BEGIN Information given
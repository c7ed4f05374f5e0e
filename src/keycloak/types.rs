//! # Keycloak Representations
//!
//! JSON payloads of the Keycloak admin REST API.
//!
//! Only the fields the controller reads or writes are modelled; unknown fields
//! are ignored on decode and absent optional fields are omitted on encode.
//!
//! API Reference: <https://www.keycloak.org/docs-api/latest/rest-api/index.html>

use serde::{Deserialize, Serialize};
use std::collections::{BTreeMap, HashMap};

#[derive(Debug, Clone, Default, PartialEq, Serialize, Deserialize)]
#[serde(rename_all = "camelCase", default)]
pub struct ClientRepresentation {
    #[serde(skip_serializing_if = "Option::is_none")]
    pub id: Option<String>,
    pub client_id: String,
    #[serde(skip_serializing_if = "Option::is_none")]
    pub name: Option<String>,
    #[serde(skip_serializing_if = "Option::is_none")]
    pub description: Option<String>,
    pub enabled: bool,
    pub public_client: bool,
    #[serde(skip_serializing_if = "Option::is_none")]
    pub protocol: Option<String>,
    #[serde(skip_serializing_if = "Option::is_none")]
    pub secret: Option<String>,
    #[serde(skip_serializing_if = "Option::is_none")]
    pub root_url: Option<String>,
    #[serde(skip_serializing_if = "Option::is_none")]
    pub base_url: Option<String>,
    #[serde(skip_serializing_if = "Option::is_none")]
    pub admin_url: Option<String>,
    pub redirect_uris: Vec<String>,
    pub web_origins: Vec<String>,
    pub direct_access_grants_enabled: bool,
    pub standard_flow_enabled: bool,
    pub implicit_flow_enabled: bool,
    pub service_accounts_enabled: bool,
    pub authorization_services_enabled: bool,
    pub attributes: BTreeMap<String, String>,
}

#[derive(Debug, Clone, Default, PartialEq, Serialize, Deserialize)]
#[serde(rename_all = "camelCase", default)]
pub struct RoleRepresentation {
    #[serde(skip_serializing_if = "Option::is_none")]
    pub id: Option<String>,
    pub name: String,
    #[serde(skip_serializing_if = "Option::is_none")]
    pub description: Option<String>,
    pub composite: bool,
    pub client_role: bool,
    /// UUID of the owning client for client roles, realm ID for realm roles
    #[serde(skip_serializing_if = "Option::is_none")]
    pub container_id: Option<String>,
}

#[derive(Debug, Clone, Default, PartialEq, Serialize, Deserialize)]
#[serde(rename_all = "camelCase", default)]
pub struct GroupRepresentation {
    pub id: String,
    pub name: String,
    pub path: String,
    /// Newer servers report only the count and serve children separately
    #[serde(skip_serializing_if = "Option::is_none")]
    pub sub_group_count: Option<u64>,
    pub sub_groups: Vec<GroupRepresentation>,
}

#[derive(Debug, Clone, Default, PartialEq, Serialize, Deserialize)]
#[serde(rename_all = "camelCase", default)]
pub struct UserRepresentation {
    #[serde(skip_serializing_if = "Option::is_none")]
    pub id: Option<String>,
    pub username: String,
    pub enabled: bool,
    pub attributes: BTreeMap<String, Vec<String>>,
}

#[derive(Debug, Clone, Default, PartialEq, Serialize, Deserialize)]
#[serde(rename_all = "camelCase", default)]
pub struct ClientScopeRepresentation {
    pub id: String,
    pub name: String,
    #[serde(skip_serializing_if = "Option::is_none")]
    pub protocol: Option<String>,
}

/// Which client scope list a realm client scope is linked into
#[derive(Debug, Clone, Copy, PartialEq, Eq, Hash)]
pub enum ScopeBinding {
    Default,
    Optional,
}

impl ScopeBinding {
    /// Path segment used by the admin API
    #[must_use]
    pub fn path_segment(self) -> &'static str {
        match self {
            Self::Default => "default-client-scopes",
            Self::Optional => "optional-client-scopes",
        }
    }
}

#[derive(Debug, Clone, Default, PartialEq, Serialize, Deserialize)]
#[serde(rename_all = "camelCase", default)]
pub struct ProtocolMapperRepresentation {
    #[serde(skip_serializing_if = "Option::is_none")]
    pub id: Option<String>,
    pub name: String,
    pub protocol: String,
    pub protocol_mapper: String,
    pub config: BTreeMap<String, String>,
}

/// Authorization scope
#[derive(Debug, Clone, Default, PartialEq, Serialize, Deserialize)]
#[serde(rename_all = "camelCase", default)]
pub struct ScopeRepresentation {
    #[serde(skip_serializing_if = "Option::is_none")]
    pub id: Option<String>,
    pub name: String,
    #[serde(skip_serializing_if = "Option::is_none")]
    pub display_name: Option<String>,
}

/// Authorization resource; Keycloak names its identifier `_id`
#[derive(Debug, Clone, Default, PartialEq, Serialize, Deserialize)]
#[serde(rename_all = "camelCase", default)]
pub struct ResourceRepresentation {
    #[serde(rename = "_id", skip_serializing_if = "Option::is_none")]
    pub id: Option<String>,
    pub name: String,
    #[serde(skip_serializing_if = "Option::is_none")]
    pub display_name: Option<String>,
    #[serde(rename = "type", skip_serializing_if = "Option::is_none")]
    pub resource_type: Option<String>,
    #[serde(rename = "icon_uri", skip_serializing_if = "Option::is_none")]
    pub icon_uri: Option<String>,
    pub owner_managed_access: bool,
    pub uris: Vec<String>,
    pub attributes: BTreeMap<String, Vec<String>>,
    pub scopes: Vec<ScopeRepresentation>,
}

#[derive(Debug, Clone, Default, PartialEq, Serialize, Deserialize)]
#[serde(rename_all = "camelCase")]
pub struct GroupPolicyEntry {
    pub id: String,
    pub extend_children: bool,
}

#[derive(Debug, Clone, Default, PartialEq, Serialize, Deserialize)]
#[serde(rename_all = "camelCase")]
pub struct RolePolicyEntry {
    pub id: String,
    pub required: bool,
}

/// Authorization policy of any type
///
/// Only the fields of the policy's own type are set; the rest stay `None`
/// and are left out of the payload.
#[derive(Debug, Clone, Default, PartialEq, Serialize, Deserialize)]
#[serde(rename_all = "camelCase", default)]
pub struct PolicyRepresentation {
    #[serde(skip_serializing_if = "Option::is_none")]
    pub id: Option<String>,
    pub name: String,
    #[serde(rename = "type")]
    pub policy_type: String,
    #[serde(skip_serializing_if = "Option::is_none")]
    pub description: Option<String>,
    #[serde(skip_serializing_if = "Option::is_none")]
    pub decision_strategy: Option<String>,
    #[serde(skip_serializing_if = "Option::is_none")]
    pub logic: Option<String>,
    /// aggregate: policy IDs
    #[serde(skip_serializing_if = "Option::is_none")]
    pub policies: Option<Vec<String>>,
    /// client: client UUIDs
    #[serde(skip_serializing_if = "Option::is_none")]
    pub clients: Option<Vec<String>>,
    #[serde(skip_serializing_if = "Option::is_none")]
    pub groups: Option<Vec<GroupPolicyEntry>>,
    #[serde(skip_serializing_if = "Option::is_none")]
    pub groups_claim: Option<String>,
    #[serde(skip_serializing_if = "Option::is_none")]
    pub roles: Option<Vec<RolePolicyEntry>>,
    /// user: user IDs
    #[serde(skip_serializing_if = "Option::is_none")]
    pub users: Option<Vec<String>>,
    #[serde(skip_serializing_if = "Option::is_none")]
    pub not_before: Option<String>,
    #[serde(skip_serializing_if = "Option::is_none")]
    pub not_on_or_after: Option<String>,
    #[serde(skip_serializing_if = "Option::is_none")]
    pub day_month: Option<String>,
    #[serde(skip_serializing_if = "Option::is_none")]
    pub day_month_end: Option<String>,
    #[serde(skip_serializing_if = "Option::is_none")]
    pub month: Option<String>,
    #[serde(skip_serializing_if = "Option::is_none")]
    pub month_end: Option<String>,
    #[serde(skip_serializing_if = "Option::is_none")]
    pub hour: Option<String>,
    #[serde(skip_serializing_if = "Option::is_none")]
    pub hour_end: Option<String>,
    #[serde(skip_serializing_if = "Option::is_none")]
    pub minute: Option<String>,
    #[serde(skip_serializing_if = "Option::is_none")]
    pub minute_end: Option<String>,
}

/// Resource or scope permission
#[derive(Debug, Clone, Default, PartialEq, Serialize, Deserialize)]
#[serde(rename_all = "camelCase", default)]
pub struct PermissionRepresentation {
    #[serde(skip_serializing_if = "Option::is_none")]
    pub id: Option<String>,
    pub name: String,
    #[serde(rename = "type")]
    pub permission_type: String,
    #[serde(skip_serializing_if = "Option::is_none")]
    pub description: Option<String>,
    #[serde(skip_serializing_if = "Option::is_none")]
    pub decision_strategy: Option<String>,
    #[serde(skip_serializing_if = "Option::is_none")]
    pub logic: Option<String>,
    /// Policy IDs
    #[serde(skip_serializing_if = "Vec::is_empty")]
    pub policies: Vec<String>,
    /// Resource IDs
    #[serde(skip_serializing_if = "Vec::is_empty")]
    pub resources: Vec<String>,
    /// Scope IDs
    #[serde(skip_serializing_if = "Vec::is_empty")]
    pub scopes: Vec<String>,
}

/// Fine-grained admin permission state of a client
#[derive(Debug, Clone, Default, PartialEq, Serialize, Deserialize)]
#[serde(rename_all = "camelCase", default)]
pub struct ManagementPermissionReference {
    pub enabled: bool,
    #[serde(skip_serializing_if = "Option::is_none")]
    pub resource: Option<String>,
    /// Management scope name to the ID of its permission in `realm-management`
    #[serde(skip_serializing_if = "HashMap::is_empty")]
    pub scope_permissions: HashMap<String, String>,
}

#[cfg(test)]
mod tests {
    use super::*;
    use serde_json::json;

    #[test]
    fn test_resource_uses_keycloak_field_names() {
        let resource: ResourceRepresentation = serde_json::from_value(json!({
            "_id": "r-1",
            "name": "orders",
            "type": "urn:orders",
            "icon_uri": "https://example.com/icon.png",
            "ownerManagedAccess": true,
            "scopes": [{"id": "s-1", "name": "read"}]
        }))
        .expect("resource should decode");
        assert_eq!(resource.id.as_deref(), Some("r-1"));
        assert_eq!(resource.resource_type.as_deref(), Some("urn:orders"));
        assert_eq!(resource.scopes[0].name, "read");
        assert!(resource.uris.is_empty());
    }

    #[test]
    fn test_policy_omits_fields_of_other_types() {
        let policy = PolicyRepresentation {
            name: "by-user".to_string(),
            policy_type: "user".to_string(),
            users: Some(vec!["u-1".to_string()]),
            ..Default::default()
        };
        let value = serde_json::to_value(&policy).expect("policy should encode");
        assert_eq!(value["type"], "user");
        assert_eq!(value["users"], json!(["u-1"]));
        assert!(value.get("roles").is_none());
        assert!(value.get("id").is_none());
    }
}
END Information given
Goal of the exercise - Look through the data and show every line containing "Some".

Answer to this task -
        assert_eq!(resource.id.as_deref(), Some("r-1"));
        assert_eq!(resource.resource_type.as_deref(), Some("urn:orders"));
            users: Some(vec!["u-1".to_string()]),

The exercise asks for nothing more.